For some time a phrase I hear quite frequently has started
to bother me. Now, please understand, I know the purpose of praying for others
(Eph 6:18, James 5:16, Acts 8:24) and am in continual prayer for people daily
(many of you). The phrase to which I am referring is the generic phrase in
which we ask God to “do” something for someone who is ill, or “remove” some
kind of sin/challenge in someone’s life so they will return to the Lord, etc.

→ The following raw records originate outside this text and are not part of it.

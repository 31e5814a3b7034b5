//! Stop catalog loading and lookup.

use std::collections::HashMap;
use std::fs::File;
use std::io::Read;
use std::path::Path;

use serde::{Deserialize, Serialize};
use tracing::{debug, warn};

use crate::domain::{StopId, is_directional};

use super::error::CatalogError;

/// Columns that every stop file must carry.
const REQUIRED_COLUMNS: [&str; 4] = ["stop_id", "stop_name", "stop_lat", "stop_lon"];

/// A displayable (parent) stop.
#[derive(Debug, Clone, PartialEq, Serialize)]
pub struct Stop {
    pub stop_id: String,
    pub stop_name: String,
    pub stop_lat: f64,
    pub stop_lon: f64,
    /// GTFS location type, when the file has the column.
    pub location_type: Option<u8>,
}

impl Stop {
    /// Returns true for a directional child platform. Never true for a
    /// stop held by the catalog.
    pub fn is_child(&self) -> bool {
        is_directional(&self.stop_id)
    }
}

/// One row of `stops.txt`. Extra columns are ignored.
#[derive(Deserialize)]
struct Record {
    stop_id: String,
    stop_name: String,
    stop_lat: f64,
    stop_lon: f64,
    #[serde(default)]
    location_type: Option<u8>,
}

/// In-memory index of parent stops, in source order.
#[derive(Debug, Clone, Default, PartialEq)]
pub struct StopCatalog {
    stops: Vec<Stop>,
    index: HashMap<String, usize>,
}

impl StopCatalog {
    /// Load the catalog from CSV data.
    ///
    /// Child platforms are skipped. If a stop id appears twice the first
    /// row wins.
    pub fn load<R: Read>(reader: R) -> Result<Self, CatalogError> {
        let mut reader = csv::Reader::from_reader(reader);
        let headers = reader.headers()?.clone();
        for column in REQUIRED_COLUMNS {
            if !headers.iter().any(|h| h.trim() == column) {
                return Err(CatalogError::MissingColumn(column));
            }
        }

        let mut catalog = Self::default();
        let mut skipped_children = 0usize;
        let mut raw = csv::StringRecord::new();

        while reader.read_record(&mut raw)? {
            let line = raw.position().map_or(0, |p| p.line());
            let rec: Record = raw.deserialize(Some(&headers))?;

            let stop_id = rec.stop_id.trim();
            if stop_id.is_empty() {
                return Err(CatalogError::BlankStopId { line });
            }

            if is_directional(stop_id) {
                skipped_children += 1;
                continue;
            }

            if catalog.index.contains_key(stop_id) {
                warn!(stop_id, line, "duplicate stop id in stop file, keeping first");
                continue;
            }

            catalog
                .index
                .insert(stop_id.to_string(), catalog.stops.len());
            catalog.stops.push(Stop {
                stop_id: stop_id.to_string(),
                stop_name: rec.stop_name,
                stop_lat: rec.stop_lat,
                stop_lon: rec.stop_lon,
                location_type: rec.location_type,
            });
        }

        debug!(
            stops = catalog.stops.len(),
            skipped_children, "loaded stop catalog"
        );

        Ok(catalog)
    }

    /// Load the catalog from a file on disk.
    pub fn load_path(path: impl AsRef<Path>) -> Result<Self, CatalogError> {
        let path = path.as_ref();
        let file = File::open(path).map_err(|source| CatalogError::Io {
            path: path.to_path_buf(),
            source,
        })?;
        Self::load(file)
    }

    /// Look up a parent stop by its exact id.
    pub fn lookup(&self, stop_id: &str) -> Option<&Stop> {
        self.index.get(stop_id).map(|&i| &self.stops[i])
    }

    /// Look up the displayable stop for a query id.
    ///
    /// Directional platform ids resolve to their parent stop.
    pub fn lookup_stop(&self, stop: &StopId) -> Option<&Stop> {
        if let Some(found) = self.lookup(stop.as_str()) {
            return Some(found);
        }
        let parent = stop.parent()?;
        self.lookup(parent.as_str())
    }

    /// Iterate over stops in source order.
    pub fn iter(&self) -> impl Iterator<Item = &Stop> {
        self.stops.iter()
    }

    /// Number of parent stops.
    pub fn len(&self) -> usize {
        self.stops.len()
    }

    /// Returns true if the catalog has no stops.
    pub fn is_empty(&self) -> bool {
        self.stops.is_empty()
    }
}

There are many ways I can go with this short article about these kinds of phrases,
but for today I am mindful our responsibility in this phrase, or lack thereof. As
pointed out in the references above, we are to pray for others continually. However,
I am concerned that we will use these phrases as a “free pass” or an excuse to
push our responsibilities off on God. I fear that when we pray for God to do
something, we feel we’ve done all that we can, or have removed our obligations
or responsibilities for each other stops there. The teachings of our Savior resonant
in my mind each time I hear that kind of phrase when He admonished His
followers: “Then they also will answer Him,
saying, ‘Lord, when did we see You hungry or
thirsty or a stranger or naked or sick or in prison, and did not minister to
You?’ Then He will answer them, saying, ‘Assuredly, I say to you, inasmuch
as you did not do it to one of the least of these, you did not do it
to Me.’ And these will go
away into everlasting punishment, but the righteous into eternal life” Matt 25:
44-46. or what about: “and one of you says to them, “Depart in peace, be warmed and
filled,” but you do not give them the things which are needed for the body,
what does it profit? James 2:16. Or what about: But whoever has
this world’s goods, and sees his brother in need, and shuts up his heart from him,
how does the love of God abide in him?” I John 3:17. I will continue to
pray for others, as I hope you do as well, but each time I ask the Lord for
some kind of help for another, I am also on the hook to do something. There was
an old song that I rarely hear anymore that goes something like this: the Lord
has no other hands but our hands, has no other feet but our feet. The most important help we can give another is
to pray for them, but the follow-up is up to us.